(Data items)
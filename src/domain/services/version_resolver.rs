//! Firmware version resolution.
//!
//! Every lookup degrades to a fallback; resolution cannot fail.

use crate::domain::ports::SourceControl;
use crate::domain::value_objects::{FirmwareVersion, VersionFallbacks};

/// Resolve `<base>+<hash>`.
///
/// Base: configured version, else latest tag, else fallback base.
/// Hash: short commit hash, else fallback hash.
pub fn resolve_firmware_version(
    configured: Option<&str>,
    scm: &dyn SourceControl,
    fallbacks: &VersionFallbacks,
) -> FirmwareVersion {
    let base = configured
        .and_then(FirmwareVersion::normalize_base)
        .or_else(|| {
            let tag = scm.latest_tag();
            if tag.is_none() {
                log::debug!("no tag reachable, using fallback base {}", fallbacks.fallback_base);
            }
            tag.and_then(|t| FirmwareVersion::normalize_base(&t))
        })
        .unwrap_or_else(|| fallbacks.fallback_base.clone());

    let hash = scm
        .short_hash()
        .map(|h| h.trim().to_string())
        .filter(|h| !h.is_empty())
        .unwrap_or_else(|| {
            log::debug!("no commit hash available, using {}", fallbacks.fallback_hash);
            fallbacks.fallback_hash.clone()
        });

    FirmwareVersion::new(base, hash)
}

#[cfg(test)]
mod tests {
    use super::*;
    use crate::domain::ports::source_control::StaticSourceControl;

    #[test]
    fn configured_version_wins_over_tag() {
        let scm = StaticSourceControl::new(Some("v9.9.9"), Some("abc1234"));
        let v = resolve_firmware_version(Some("v1.2.3"), &scm, &VersionFallbacks::default());
        assert_eq!(v.to_string(), "1.2.3+abc1234");
    }

    #[test]
    fn blank_configured_version_uses_tag() {
        let scm = StaticSourceControl::new(Some("v2.0.1"), Some("deadbee"));
        let v = resolve_firmware_version(Some("  "), &scm, &VersionFallbacks::default());
        assert_eq!(v.to_string(), "2.0.1+deadbee");
    }

    #[test]
    fn no_git_falls_back_to_defaults() {
        let scm = StaticSourceControl::new(None, None);
        let v = resolve_firmware_version(None, &scm, &VersionFallbacks::default());
        assert_eq!(v.to_string(), "0.0.0+nogit");
    }

    #[test]
    fn custom_fallback_tokens() {
        let scm = StaticSourceControl::new(None, None);
        let fallbacks = VersionFallbacks {
            fallback_base: "0.1.0".to_string(),
            fallback_hash: "local".to_string(),
        };
        let v = resolve_firmware_version(None, &scm, &fallbacks);
        assert_eq!(v.to_string(), "0.1.0+local");
    }
}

*Assignment*
For this exercise, set down all of the entries again word for word.

*Task answer*
filename src/domain/services/version_resolver.rs
//! Firmware version resolution.
//!
//! Every lookup degrades to a fallback; resolution cannot fail.

use crate::domain::ports::SourceControl;
use crate::domain::value_objects::{FirmwareVersion, VersionFallbacks};

/// Resolve `<base>+<hash>`.
///
/// Base: configured version, else latest tag, else fallback base.
/// Hash: short commit hash, else fallback hash.
pub fn resolve_firmware_version(
    configured: Option<&str>,
    scm: &dyn SourceControl,
    fallbacks: &VersionFallbacks,
) -> FirmwareVersion {
    let base = configured
        .and_then(FirmwareVersion::normalize_base)
        .or_else(|| {
            let tag = scm.latest_tag();
            if tag.is_none() {
                log::debug!("no tag reachable, using fallback base {}", fallbacks.fallback_base);
            }
            tag.and_then(|t| FirmwareVersion::normalize_base(&t))
        })
        .unwrap_or_else(|| fallbacks.fallback_base.clone());

    let hash = scm
        .short_hash()
        .map(|h| h.trim().to_string())
        .filter(|h| !h.is_empty())
        .unwrap_or_else(|| {
            log::debug!("no commit hash available, using {}", fallbacks.fallback_hash);
            fallbacks.fallback_hash.clone()
        });

    FirmwareVersion::new(base, hash)
}

#[cfg(test)]
mod tests {
    use super::*;
    use crate::domain::ports::source_control::StaticSourceControl;

    #[test]
    fn configured_version_wins_over_tag() {
        let scm = StaticSourceControl::new(Some("v9.9.9"), Some("abc1234"));
        let v = resolve_firmware_version(Some("v1.2.3"), &scm, &VersionFallbacks::default());
        assert_eq!(v.to_string(), "1.2.3+abc1234");
    }

    #[test]
    fn blank_configured_version_uses_tag() {
        let scm = StaticSourceControl::new(Some("v2.0.1"), Some("deadbee"));
        let v = resolve_firmware_version(Some("  "), &scm, &VersionFallbacks::default());
        assert_eq!(v.to_string(), "2.0.1+deadbee");
    }

    #[test]
    fn no_git_falls_back_to_defaults() {
        let scm = StaticSourceControl::new(None, None);
        let v = resolve_firmware_version(None, &scm, &VersionFallbacks::default());
        assert_eq!(v.to_string(), "0.0.0+nogit");
    }

    #[test]
    fn custom_fallback_tokens() {
        let scm = StaticSourceControl::new(None, None);
        let fallbacks = VersionFallbacks {
            fallback_base: "0.1.0".to_string(),
            fallback_hash: "local".to_string(),
        };
        let v = resolve_firmware_version(None, &scm, &fallbacks);
        assert_eq!(v.to_string(), "0.1.0+local");
    }
}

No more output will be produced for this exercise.